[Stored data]
Start of Block

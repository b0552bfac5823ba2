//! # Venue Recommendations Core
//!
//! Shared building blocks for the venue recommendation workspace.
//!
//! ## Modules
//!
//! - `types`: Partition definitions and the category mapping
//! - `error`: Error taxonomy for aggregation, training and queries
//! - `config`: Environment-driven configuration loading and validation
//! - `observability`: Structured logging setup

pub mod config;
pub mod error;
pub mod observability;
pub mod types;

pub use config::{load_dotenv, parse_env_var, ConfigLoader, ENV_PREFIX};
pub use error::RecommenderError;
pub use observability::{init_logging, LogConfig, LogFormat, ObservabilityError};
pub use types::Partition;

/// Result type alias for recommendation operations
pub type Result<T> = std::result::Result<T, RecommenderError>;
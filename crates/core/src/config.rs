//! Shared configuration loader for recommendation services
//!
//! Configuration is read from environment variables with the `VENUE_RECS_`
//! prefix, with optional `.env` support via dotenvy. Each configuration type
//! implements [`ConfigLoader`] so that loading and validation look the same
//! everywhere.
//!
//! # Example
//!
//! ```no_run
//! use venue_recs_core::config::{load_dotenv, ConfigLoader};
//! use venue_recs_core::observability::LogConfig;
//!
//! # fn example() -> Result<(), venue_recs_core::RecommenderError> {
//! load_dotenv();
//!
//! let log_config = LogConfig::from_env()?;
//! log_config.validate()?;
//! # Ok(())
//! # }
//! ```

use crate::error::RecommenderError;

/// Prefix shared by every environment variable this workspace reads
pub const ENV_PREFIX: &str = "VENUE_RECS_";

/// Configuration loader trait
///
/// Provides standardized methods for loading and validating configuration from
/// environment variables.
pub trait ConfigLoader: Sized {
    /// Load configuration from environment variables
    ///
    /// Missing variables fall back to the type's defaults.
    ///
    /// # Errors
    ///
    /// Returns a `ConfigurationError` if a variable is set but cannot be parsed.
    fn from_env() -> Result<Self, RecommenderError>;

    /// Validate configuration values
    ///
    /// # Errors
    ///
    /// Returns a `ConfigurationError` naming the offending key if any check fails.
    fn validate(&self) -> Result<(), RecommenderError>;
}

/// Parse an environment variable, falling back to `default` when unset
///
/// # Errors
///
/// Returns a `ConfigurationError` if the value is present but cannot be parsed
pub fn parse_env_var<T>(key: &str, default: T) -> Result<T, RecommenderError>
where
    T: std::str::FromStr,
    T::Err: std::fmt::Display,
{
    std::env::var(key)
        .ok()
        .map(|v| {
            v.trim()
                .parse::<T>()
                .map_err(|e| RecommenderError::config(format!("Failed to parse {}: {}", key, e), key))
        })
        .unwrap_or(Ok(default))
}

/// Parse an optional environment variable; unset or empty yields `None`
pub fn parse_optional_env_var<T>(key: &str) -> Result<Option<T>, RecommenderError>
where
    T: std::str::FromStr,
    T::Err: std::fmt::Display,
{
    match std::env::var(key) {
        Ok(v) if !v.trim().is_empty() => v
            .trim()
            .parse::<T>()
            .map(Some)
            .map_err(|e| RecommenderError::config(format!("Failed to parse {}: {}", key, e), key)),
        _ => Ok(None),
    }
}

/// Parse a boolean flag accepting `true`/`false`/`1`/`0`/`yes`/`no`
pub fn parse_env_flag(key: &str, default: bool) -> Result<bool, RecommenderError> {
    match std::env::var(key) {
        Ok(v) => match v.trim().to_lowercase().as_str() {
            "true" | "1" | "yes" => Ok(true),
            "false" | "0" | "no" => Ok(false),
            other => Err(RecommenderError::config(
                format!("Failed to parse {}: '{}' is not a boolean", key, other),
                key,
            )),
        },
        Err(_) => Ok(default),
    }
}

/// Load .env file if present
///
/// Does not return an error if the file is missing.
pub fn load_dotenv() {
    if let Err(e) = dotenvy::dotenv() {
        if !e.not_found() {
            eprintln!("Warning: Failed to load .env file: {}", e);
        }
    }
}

End of Block
Start of Block

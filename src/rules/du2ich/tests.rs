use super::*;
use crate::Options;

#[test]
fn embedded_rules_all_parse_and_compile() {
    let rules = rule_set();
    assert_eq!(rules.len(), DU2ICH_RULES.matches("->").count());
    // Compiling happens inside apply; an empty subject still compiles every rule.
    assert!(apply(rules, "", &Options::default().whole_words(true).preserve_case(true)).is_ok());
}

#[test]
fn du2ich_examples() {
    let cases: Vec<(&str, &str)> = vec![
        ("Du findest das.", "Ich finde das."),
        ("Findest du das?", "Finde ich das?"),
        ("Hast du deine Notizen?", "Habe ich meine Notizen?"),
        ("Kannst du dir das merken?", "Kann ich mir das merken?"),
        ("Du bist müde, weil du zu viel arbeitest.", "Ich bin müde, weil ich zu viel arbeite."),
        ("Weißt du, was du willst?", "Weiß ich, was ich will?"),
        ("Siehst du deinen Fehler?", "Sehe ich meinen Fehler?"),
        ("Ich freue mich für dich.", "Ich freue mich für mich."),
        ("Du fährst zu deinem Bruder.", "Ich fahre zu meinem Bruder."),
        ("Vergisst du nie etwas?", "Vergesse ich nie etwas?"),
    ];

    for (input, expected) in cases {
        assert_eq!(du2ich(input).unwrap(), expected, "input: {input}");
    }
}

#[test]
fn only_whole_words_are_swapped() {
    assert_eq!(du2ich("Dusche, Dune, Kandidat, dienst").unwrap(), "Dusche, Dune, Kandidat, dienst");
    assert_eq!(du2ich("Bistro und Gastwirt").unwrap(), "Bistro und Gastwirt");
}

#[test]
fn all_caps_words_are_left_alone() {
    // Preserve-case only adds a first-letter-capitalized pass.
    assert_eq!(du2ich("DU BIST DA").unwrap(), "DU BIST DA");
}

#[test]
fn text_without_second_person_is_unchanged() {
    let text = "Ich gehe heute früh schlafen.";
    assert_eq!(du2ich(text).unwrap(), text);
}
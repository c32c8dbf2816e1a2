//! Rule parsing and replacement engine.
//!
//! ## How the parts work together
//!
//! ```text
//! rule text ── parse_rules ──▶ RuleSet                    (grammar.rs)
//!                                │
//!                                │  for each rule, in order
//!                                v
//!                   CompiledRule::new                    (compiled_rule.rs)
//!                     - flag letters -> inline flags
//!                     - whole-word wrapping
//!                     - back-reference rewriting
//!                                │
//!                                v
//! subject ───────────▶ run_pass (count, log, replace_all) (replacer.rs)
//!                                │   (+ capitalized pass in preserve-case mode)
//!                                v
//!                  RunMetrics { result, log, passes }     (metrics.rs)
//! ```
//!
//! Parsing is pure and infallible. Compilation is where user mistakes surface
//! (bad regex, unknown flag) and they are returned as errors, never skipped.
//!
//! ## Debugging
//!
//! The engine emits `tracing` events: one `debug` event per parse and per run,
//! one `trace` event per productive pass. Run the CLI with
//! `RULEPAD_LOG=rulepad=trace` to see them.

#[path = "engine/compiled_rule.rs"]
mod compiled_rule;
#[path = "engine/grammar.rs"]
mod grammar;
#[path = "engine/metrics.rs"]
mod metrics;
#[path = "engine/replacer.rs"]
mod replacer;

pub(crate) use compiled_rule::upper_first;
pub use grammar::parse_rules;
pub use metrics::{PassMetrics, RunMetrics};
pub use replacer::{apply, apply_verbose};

End of Block

* **Exercise instructions**: Copy out the range of lines above starting at the line with "Configuration is read" and ending at the line with "Parse an optional", exactly and including both.

* **Result of this task**:
//! Configuration is read from environment variables with the `VENUE_RECS_`
//! prefix, with optional `.env` support via dotenvy. Each configuration type
//! implements [`ConfigLoader`] so that loading and validation look the same
//! everywhere.
//!
//! # Example
//!
//! ```no_run
//! use venue_recs_core::config::{load_dotenv, ConfigLoader};
//! use venue_recs_core::observability::LogConfig;
//!
//! # fn example() -> Result<(), venue_recs_core::RecommenderError> {
//! load_dotenv();
//!
//! let log_config = LogConfig::from_env()?;
//! log_config.validate()?;
//! # Ok(())
//! # }
//! ```

use crate::error::RecommenderError;

/// Prefix shared by every environment variable this workspace reads
pub const ENV_PREFIX: &str = "VENUE_RECS_";

/// Configuration loader trait
///
/// Provides standardized methods for loading and validating configuration from
/// environment variables.
pub trait ConfigLoader: Sized {
    /// Load configuration from environment variables
    ///
    /// Missing variables fall back to the type's defaults.
    ///
    /// # Errors
    ///
    /// Returns a `ConfigurationError` if a variable is set but cannot be parsed.
    fn from_env() -> Result<Self, RecommenderError>;

    /// Validate configuration values
    ///
    /// # Errors
    ///
    /// Returns a `ConfigurationError` naming the offending key if any check fails.
    fn validate(&self) -> Result<(), RecommenderError>;
}

/// Parse an environment variable, falling back to `default` when unset
///
/// # Errors
///
/// Returns a `ConfigurationError` if the value is present but cannot be parsed
pub fn parse_env_var<T>(key: &str, default: T) -> Result<T, RecommenderError>
where
    T: std::str::FromStr,
    T::Err: std::fmt::Display,
{
    std::env::var(key)
        .ok()
        .map(|v| {
            v.trim()
                .parse::<T>()
                .map_err(|e| RecommenderError::config(format!("Failed to parse {}: {}", key, e), key))
        })
        .unwrap_or(Ok(default))
}

/// Parse an optional environment variable; unset or empty yields `None`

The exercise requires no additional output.